Calvet, qui a récemment fait son retour en politique en se présentant sur la liste de Armelle Revel-Fourcade, n'hésite pas à déclarer : "il n'est plus un recours". Bien qu'il ne soit pas candidat lui-même, il refuse de soutenir Robert Vila, qu'il critique pour avoir inclus des membres du Rassemblement national dans son équipe à Saint-Estève. "Je ne pense pas qu'il puisse être un recours," affirme-t-il.

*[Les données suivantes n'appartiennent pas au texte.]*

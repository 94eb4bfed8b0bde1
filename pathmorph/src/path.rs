//! Paths as ordered subpaths, and the command-stream adapters around them.

use crate::geometry::polygon;
use crate::model::{Point, Segment};
use crate::subpath::Subpath;

/// Receives a command stream, e.g. a native path builder.
pub trait PathSink {
    fn emit(&mut self, segment: Segment);
}

/// Replays a command stream, e.g. a native path iterator.
pub trait PathSource {
    fn for_each_segment(&self, f: &mut dyn FnMut(Segment));
}

impl PathSink for Vec<Segment> {
    fn emit(&mut self, segment: Segment) {
        self.push(segment);
    }
}

impl PathSource for [Segment] {
    fn for_each_segment(&self, f: &mut dyn FnMut(Segment)) {
        for &seg in self {
            f(seg);
        }
    }
}

impl PathSource for Vec<Segment> {
    fn for_each_segment(&self, f: &mut dyn FnMut(Segment)) {
        self.as_slice().for_each_segment(f);
    }
}

#[derive(Clone, Debug, Default, PartialEq)]
pub struct Path {
    pub(crate) subpaths: Vec<Subpath>,
}

impl Path {
    pub fn new(subpaths: Vec<Subpath>) -> Self {
        Self { subpaths }
    }

    /// Partition a flat command stream into subpaths.
    ///
    /// A `Move` opens a new subpath at its point. A `Close` closes the current
    /// subpath (adding a line back to its start when needed) and opens the
    /// next one where the closed one ended. A `Close` with nothing to close is
    /// dropped. Commands before any `Move` start at the origin.
    pub fn from_segments(segments: impl IntoIterator<Item = Segment>) -> Self {
        let mut builder = SubpathBuilder::default();
        for seg in segments {
            builder.push(seg);
        }
        builder.finish()
    }

    pub fn from_source<S: PathSource + ?Sized>(source: &S) -> Self {
        let mut builder = SubpathBuilder::default();
        source.for_each_segment(&mut |seg| builder.push(seg));
        builder.finish()
    }

    pub fn subpaths(&self) -> &[Subpath] {
        &self.subpaths
    }

    pub fn into_subpaths(self) -> Vec<Subpath> {
        self.subpaths
    }

    pub fn is_empty(&self) -> bool {
        self.subpaths.is_empty()
    }

    /// Total number of segments across all subpaths.
    pub fn segment_count(&self) -> usize {
        self.subpaths.iter().map(Subpath::len).sum()
    }

    pub fn standardized(&self) -> Path {
        Path::new(self.subpaths.iter().map(Subpath::standardized).collect())
    }

    /// Replay every subpath's commands into `sink`.
    pub fn emit<S: PathSink + ?Sized>(&self, sink: &mut S) {
        for sub in &self.subpaths {
            for seg in sub.commands() {
                sink.emit(seg);
            }
        }
    }

    pub fn commands(&self) -> Vec<Segment> {
        let mut out = Vec::with_capacity(self.segment_count() + 2 * self.subpaths.len());
        self.emit(&mut out);
        out
    }

    /// Subpath centroids averaged by the absolute area of each subpath.
    pub fn centroid(&self) -> Option<Point> {
        let (mut px, mut py, mut total) = (0.0, 0.0, 0.0);
        for sub in &self.subpaths {
            let Some(c) = sub.centroid() else {
                continue;
            };
            let mut ring = vec![sub.start()];
            ring.extend(sub.vertices());
            let area = polygon::signed_area(&ring).abs();
            px += area * c.x;
            py += area * c.y;
            total += area;
        }
        if total == 0.0 {
            return None;
        }
        Some(Point::new(px / total, py / total))
    }

    /// Per-point interpolation toward a path with identical structure.
    pub fn lerp(&self, other: &Path, t: f64) -> Option<Path> {
        if self.subpaths.len() != other.subpaths.len() {
            return None;
        }
        self.subpaths
            .iter()
            .zip(&other.subpaths)
            .map(|(a, b)| a.lerp(b, t))
            .collect::<Option<Vec<_>>>()
            .map(Path::new)
    }

    pub fn same_structure(&self, other: &Path) -> bool {
        self.subpaths.len() == other.subpaths.len()
            && self
                .subpaths
                .iter()
                .zip(&other.subpaths)
                .all(|(a, b)| a.same_structure(b))
    }
}

impl FromIterator<Segment> for Path {
    fn from_iter<I: IntoIterator<Item = Segment>>(iter: I) -> Self {
        Path::from_segments(iter)
    }
}

impl From<Subpath> for Path {
    fn from(sub: Subpath) -> Self {
        Path::new(vec![sub])
    }
}

#[derive(Default)]
struct SubpathBuilder {
    done: Vec<Subpath>,
    start: Point,
    pending: Vec<Segment>,
}

impl SubpathBuilder {
    fn push(&mut self, seg: Segment) {
        match seg {
            Segment::Move { to } => {
                self.flush();
                self.start = to;
            }
            Segment::Close => {
                if self.pending.is_empty() {
                    return;
                }
                let closed = Subpath::closed(self.start, self.pending.drain(..));
                self.start = closed.end_point();
                self.done.push(closed);
            }
            other => self.pending.push(other),
        }
    }

    fn flush(&mut self) {
        if !self.pending.is_empty() {
            let open = Subpath::open(self.start, self.pending.drain(..));
            self.done.push(open);
        }
    }

    fn finish(mut self) -> Path {
        self.flush();
        Path::new(self.done)
    }
}
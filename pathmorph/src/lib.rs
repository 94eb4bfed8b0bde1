//! Path normalization and segment matching for shape morphing.
//!
//! Two vector paths are brought to the same segment structure (same number
//! of subpaths, same number of cubic segments per subpath) so that every
//! point of one can be linearly interpolated toward its partner in the other.

pub mod config;
pub mod error;
pub mod model;
pub mod path;
pub mod segment;
pub mod subpath;
pub mod geometry {
    pub mod bezier;
    pub mod limits;
    pub mod polygon;
    pub mod tolerance;
    pub mod vector;
}
pub mod algorithms {
    pub mod align;
    pub mod equalize;
    pub mod morph;
    pub mod sample;
}
mod json;
mod svg;

pub use algorithms::morph::MorphPair;
pub use algorithms::sample::PathPoint;
pub use config::{CentroidAlignment, MorphOptions, SideOptions};
pub use error::MorphError;
pub use geometry::bezier::Bezier;
pub use model::{Point, Segment, SegmentKind, Vector, Weight};
pub use path::{Path, PathSink, PathSource};
pub use subpath::Subpath;
pub use svg::SvgPathWriter;
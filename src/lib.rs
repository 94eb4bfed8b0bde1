use wasm_bindgen::prelude::*;
mod api;
mod error;
mod interop;

/// A prepared morph between two paths, driven from JavaScript.
#[wasm_bindgen]
pub struct Morph { pub(crate) inner: pathmorph::MorphPair }

impl Morph {
    pub fn rs_prepare(from: &pathmorph::Path, to: &pathmorph::Path, options: &pathmorph::MorphOptions) -> Result<Morph, pathmorph::MorphError> {
        pathmorph::MorphPair::prepare(from, to, options).map(|inner| Morph { inner })
    }
    pub fn rs_pair(&self) -> &pathmorph::MorphPair { &self.inner }
}
use pathmorph::geometry::limits;
use pathmorph::{MorphError, MorphOptions, MorphPair, Path};
use serde_json::json;

#[test]
fn svg_overlong_d_is_rejected() {
    let long = "M 0 0 L 1 1 ".repeat(1_000_000); // exceeds the length cap
    let err = Path::from_svg(&long).unwrap_err();
    assert!(matches!(err, MorphError::LimitExceeded { .. }), "{err:?}");
}

#[test]
fn svg_command_cap() {
    let d = "L1 1 ".repeat(limits::MAX_SVG_COMMANDS + 1);
    let err = Path::from_svg(&d).unwrap_err();
    assert_eq!(err.code(), "caps_exceeded");
}

#[test]
fn svg_segment_cap_counts_implicit_repeats() {
    let mut d = String::from("M0 0 L");
    d.push_str(&" 1 1".repeat(limits::MAX_SVG_SEGMENTS + 1));
    let err = Path::from_svg(&d).unwrap_err();
    assert_eq!(err.code(), "caps_exceeded");
}

#[test]
fn svg_out_of_range_coordinates() {
    assert_eq!(Path::from_svg("M 0 0 L 1e8 0").unwrap_err().code(), "svg_parse");
    // relative steps can walk out of range too
    let err = Path::from_svg("M 9000000 0 l 9000000 0").unwrap_err();
    assert_eq!(err.code(), "svg_parse");
}

#[test]
fn json_caps_exceeded_subpaths() {
    let sub = json!({"start": {"x": 0.0, "y": 0.0}, "segments": []});
    let subs: Vec<_> = (0..=limits::MAX_SUBPATHS).map(|_| sub.clone()).collect();
    let err = Path::from_json_value(json!({"version": 1, "subpaths": subs})).unwrap_err();
    assert_eq!(err.code(), "caps_exceeded");
}

#[test]
fn json_invalid_numbers() {
    let v = json!({"version": 1, "subpaths": [{
        "start": {"x": 1.0e38, "y": 0.0},
        "segments": [{"kind": "line", "to": {"x": 1.0, "y": 1.0}}]
    }]});
    assert_eq!(Path::from_json_value(v).unwrap_err().code(), "invalid_document");
}

#[test]
fn morph_target_cap() {
    let mut d = String::from("M0 0 L");
    for i in 0..16_000 {
        d.push_str(&format!(" {} {}", i % 100, i / 100));
    }
    let big = Path::from_svg(&d).unwrap();
    let options = MorphOptions {
        segment_factor: limits::MAX_SEGMENT_FACTOR,
        ..MorphOptions::default()
    };
    let err = MorphPair::prepare(&big, &Path::default(), &options).unwrap_err();
    assert_eq!(err.code(), "caps_exceeded");
}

En parallèle, Calvet évoque une possible présidence d'Aliot pour PMM, soulignant l'importance de Perpignan : "la ville pèse énormément au sein de l'agglomération, tant sur le plan financier que du nombre d'élus". Selon lui, l'agglomération devrait dépasser les clivages politiques pour se concentrer sur le intérêt général des territoires.
Il insiste : PMM doit être perçu comme "un outil de gestion" et non comme un champ de bataille idéologique. Pour lui, l'essentiel se situe dans "l'union pour les projets de notre territoire", et il déclare : "celui qui portera cette vision, j'y adhérerai".
François Calvet, ancien député et sénateur des Pyrénées-Orientales, utilise également cette nouvelle phase politique pour promouvoir son livre "Révélations en Terre catalane, dans les coulisses du pouvoir, du département à Paris", publié aux éditions Les Presses littéraires, où il engage une réflexion critique sur ses prédécesseurs, notamment Jean-Paul Alduy, l'ancien maire de Perpignan.